### Given entries

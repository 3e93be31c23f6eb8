use crate::{
    components::bezier::{Connector, ConnectorStyle},
    foundation::{
        color::{CodeColor, Color},
        core::{Point, Size},
        error::{LexvisError, LexvisResult},
    },
    scene::{
        Scene,
        measure::TextStyle,
        node::{
            Endpoint, Node, NodeId, NodeKind, Placement, RectNode, RectShape, Stroke, TextContent,
            TextNode,
        },
    },
};

/// Margin added around the label of a syntax-tree node.
pub const TREE_NODE_PAD: Size = Size::new(50.0, 25.0);
/// Margin added around the label of a token box.
pub const TOKEN_BOX_PAD: Size = Size::new(3.0, 0.0);

const TREE_NODE_FILL: Color = Color::rgb(0xff, 0x86, 0x37);
const OUTLINE: Stroke = Stroke {
    color: Color::rgb(0x4d, 0x4d, 0x4d),
    width: 3.0,
};

/// Rounded box sized from its label.
///
/// The box never drives the label: changing the text resizes the box on the next query.
#[derive(Clone, Copy, Debug, PartialEq, Eq)]
pub struct BoxNode {
    id: NodeId,
    label: NodeId,
}

impl BoxNode {
    /// Orange syntax-tree node with a bold label.
    pub fn tree_node(
        scene: &mut Scene,
        parent: NodeId,
        text: impl Into<String>,
        style: TextStyle,
        at: impl Into<Point>,
    ) -> LexvisResult<Self> {
        Self::build(
            scene,
            parent,
            at.into(),
            TREE_NODE_PAD,
            TREE_NODE_FILL,
            TextNode {
                content: TextContent::Literal(text.into()),
                style,
                fill: Color::WHITE,
            },
            0.0,
        )
    }

    /// Token box colored like a code highlight.
    pub fn token_box(
        scene: &mut Scene,
        parent: NodeId,
        text: impl Into<String>,
        color: CodeColor,
        style: TextStyle,
        at: impl Into<Point>,
    ) -> LexvisResult<Self> {
        Self::build(
            scene,
            parent,
            at.into(),
            TOKEN_BOX_PAD,
            color.background(),
            TextNode {
                content: TextContent::Literal(text.into()),
                style,
                fill: color.text(),
            },
            -4.0,
        )
    }

    fn build(
        scene: &mut Scene,
        parent: NodeId,
        at: Point,
        pad: Size,
        fill: Color,
        label: TextNode,
        label_y: f64,
    ) -> LexvisResult<Self> {
        let id = scene.add(parent, Node::group().at(at))?;
        let label = scene.add(id, Node::new(NodeKind::Text(label)).at((0.0, label_y)))?;
        scene.node_mut(id)?.kind = NodeKind::Rect(RectNode {
            shape: RectShape::FitLabel { label, pad },
            fill: Some(fill),
            stroke: Some(OUTLINE),
            radius: 12.0,
            progress: 1.0,
        });
        Ok(Self { id, label })
    }

    /// Turn an existing rectangle into a box sized from its first text child.
    ///
    /// The rectangle keeps its current center. Used to reuse stamped highlights as graph nodes.
    pub fn adopt(scene: &mut Scene, id: NodeId, pad: Size) -> LexvisResult<Self> {
        let node = scene.node(id)?;
        if !matches!(node.kind, NodeKind::Rect(_)) {
            return Err(LexvisError::validation(format!(
                "node {} is not a rectangle",
                id.0
            )));
        }
        let label = node
            .children()
            .iter()
            .copied()
            .find(|c| matches!(scene.node(*c).map(|n| &n.kind), Ok(NodeKind::Text(_))))
            .ok_or_else(|| {
                LexvisError::validation(format!("node {} has no text child to adopt", id.0))
            })?;

        let center = scene.local_bounds(id)?.center();
        let node = scene.node_mut(id)?;
        node.placement = Placement::Fixed(center);
        if let NodeKind::Rect(r) = &mut node.kind {
            r.shape = RectShape::FitLabel { label, pad };
        }
        Ok(Self { id, label })
    }

    /// Box node.
    pub fn id(self) -> NodeId {
        self.id
    }

    /// Label node.
    pub fn label(self) -> NodeId {
        self.label
    }

    /// Current label text.
    pub fn text(self, scene: &Scene) -> LexvisResult<String> {
        scene.text(self.label)
    }

    /// Replace the label text.
    pub fn set_text(self, scene: &mut Scene, text: impl Into<String>) -> LexvisResult<()> {
        let style = scene.text_style(self.label)?;
        match &mut scene.node_mut(self.label)?.kind {
            NodeKind::Text(t) => {
                t.content = TextContent::Literal(text.into());
                t.style = style;
                Ok(())
            }
            _ => Err(LexvisError::animation(format!(
                "node {} is not a text node",
                self.label.0
            ))),
        }
    }

    /// Recolor the box and its label from the highlight palette.
    pub fn set_color(self, scene: &mut Scene, color: CodeColor) -> LexvisResult<()> {
        if let NodeKind::Rect(r) = &mut scene.node_mut(self.id)?.kind {
            r.fill = Some(color.background());
        }
        if let NodeKind::Text(t) = &mut scene.node_mut(self.label)?.kind {
            t.fill = color.text();
        }
        Ok(())
    }

    /// Current box size.
    pub fn size(self, scene: &Scene) -> LexvisResult<Size> {
        Ok(scene.local_bounds(self.id)?.size())
    }

    /// White connector from `point` (in `parent` space) to the top of this box.
    pub fn join_to_point(
        self,
        scene: &mut Scene,
        parent: NodeId,
        point: impl Into<Point>,
    ) -> LexvisResult<Connector> {
        Connector::between(
            scene,
            parent,
            Endpoint::Fixed(point.into()),
            Endpoint::TopOf(self.id),
            ConnectorStyle::JOIN,
        )
    }
}

#[cfg(test)]
#[path = "../../tests/unit/components/box_node.rs"]
mod tests;
use crate::{
    animation::task::{Tween, tween},
    foundation::{
        color::Color,
        core::{CubicBez, Point, Rect, Size},
        error::{LexvisError, LexvisResult},
        math::bbox_around,
    },
    scene::{
        Prop, Scene,
        node::{CurveNode, Endpoint, Node, NodeId, NodeKind, Stroke},
    },
};

/// Side of the square drawn on each control point in debug mode.
pub const DEBUG_MARKER_SIZE: f64 = 15.0;

/// Line style of a [`Connector`].
#[derive(Clone, Copy, Debug, PartialEq)]
pub struct ConnectorStyle {
    /// Stroke color and width.
    pub stroke: Stroke,
    /// Control-point marker color; `None` hides the markers.
    pub debug: Option<Color>,
}

impl ConnectorStyle {
    /// Edges inside a [`TreeGraph`](crate::components::tree_graph::TreeGraph).
    pub const GRAPH: Self = Self {
        stroke: Stroke {
            color: Color::rgb(0x3e, 0x1c, 0x96),
            width: 10.0,
        },
        debug: None,
    };

    /// Standalone joins from a fixed point to a box.
    pub const JOIN: Self = Self {
        stroke: Stroke {
            color: Color::WHITE,
            width: 10.0,
        },
        debug: None,
    };

    /// Same style with red control-point markers.
    pub fn with_debug(self) -> Self {
        Self {
            debug: Some(Color::rgb(0xff, 0, 0)),
            ..self
        }
    }
}

/// S-shaped cubic curve between two live anchors.
///
/// Only the endpoints are stored; the inner control points are derived from them on every
/// query, so a connector follows the boxes it joins as they move or resize.
#[derive(Clone, Copy, Debug, PartialEq, Eq)]
pub struct Connector {
    id: NodeId,
}

impl Connector {
    /// Add a fully drawn connector from `p0` to `p3` under `parent`.
    pub fn between(
        scene: &mut Scene,
        parent: NodeId,
        p0: Endpoint,
        p3: Endpoint,
        style: ConnectorStyle,
    ) -> LexvisResult<Self> {
        let id = scene.add(
            parent,
            Node::new(NodeKind::Curve(CurveNode {
                p0,
                p3,
                stroke: style.stroke,
                progress: 1.0,
                debug: style.debug,
            })),
        )?;
        Ok(Self { id })
    }

    /// Wrap an existing curve node.
    pub fn from_node(scene: &Scene, id: NodeId) -> LexvisResult<Self> {
        match scene.node(id)?.kind {
            NodeKind::Curve(_) => Ok(Self { id }),
            _ => Err(LexvisError::validation(format!(
                "node {} is not a curve",
                id.0
            ))),
        }
    }

    /// Curve node.
    pub fn id(self) -> NodeId {
        self.id
    }

    /// Current geometry in the parent's space.
    pub fn geometry(self, scene: &Scene) -> LexvisResult<CubicBez> {
        scene.curve(self.id)
    }

    /// Midpoint between the endpoints; edge labels sit here.
    pub fn midpoint(self, scene: &Scene) -> LexvisResult<Point> {
        let c = self.geometry(scene)?;
        Ok(c.p0.midpoint(c.p3))
    }

    /// Drawn fraction.
    pub fn progress(self, scene: &Scene) -> LexvisResult<f64> {
        scene.get(Prop::Progress(self.id))
    }

    /// Set the drawn fraction.
    pub fn set_progress(self, scene: &mut Scene, progress: f64) -> LexvisResult<()> {
        scene.set(Prop::Progress(self.id), progress)
    }

    /// Draw the curve from its current progress to the end.
    pub fn reveal(self, duration: f64) -> Tween {
        tween(Prop::Progress(self.id), 1.0, duration)
    }

    /// Toggle control-point markers.
    pub fn set_debug(self, scene: &mut Scene, debug: Option<Color>) -> LexvisResult<()> {
        match &mut scene.node_mut(self.id)?.kind {
            NodeKind::Curve(c) => {
                c.debug = debug;
                Ok(())
            }
            _ => Err(LexvisError::animation(format!(
                "node {} is not a curve",
                self.id.0
            ))),
        }
    }

    /// Squares drawn over `p0`, `p1`, `p2`, `p3` in debug mode.
    pub fn debug_markers(self, scene: &Scene) -> LexvisResult<[Rect; 4]> {
        let c = self.geometry(scene)?;
        let size = Size::new(DEBUG_MARKER_SIZE, DEBUG_MARKER_SIZE);
        Ok([c.p0, c.p1, c.p2, c.p3].map(|p| bbox_around(p, size)))
    }
}

#[cfg(test)]
#[path = "../../tests/unit/components/bezier.rs"]
mod tests;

######

* Task instructions *
Only lines holding the word "duration" belong in the answer; copy each one from the material.

* Exercise answer *
    pub fn reveal(self, duration: f64) -> Tween {
        tween(Prop::Progress(self.id), 1.0, duration)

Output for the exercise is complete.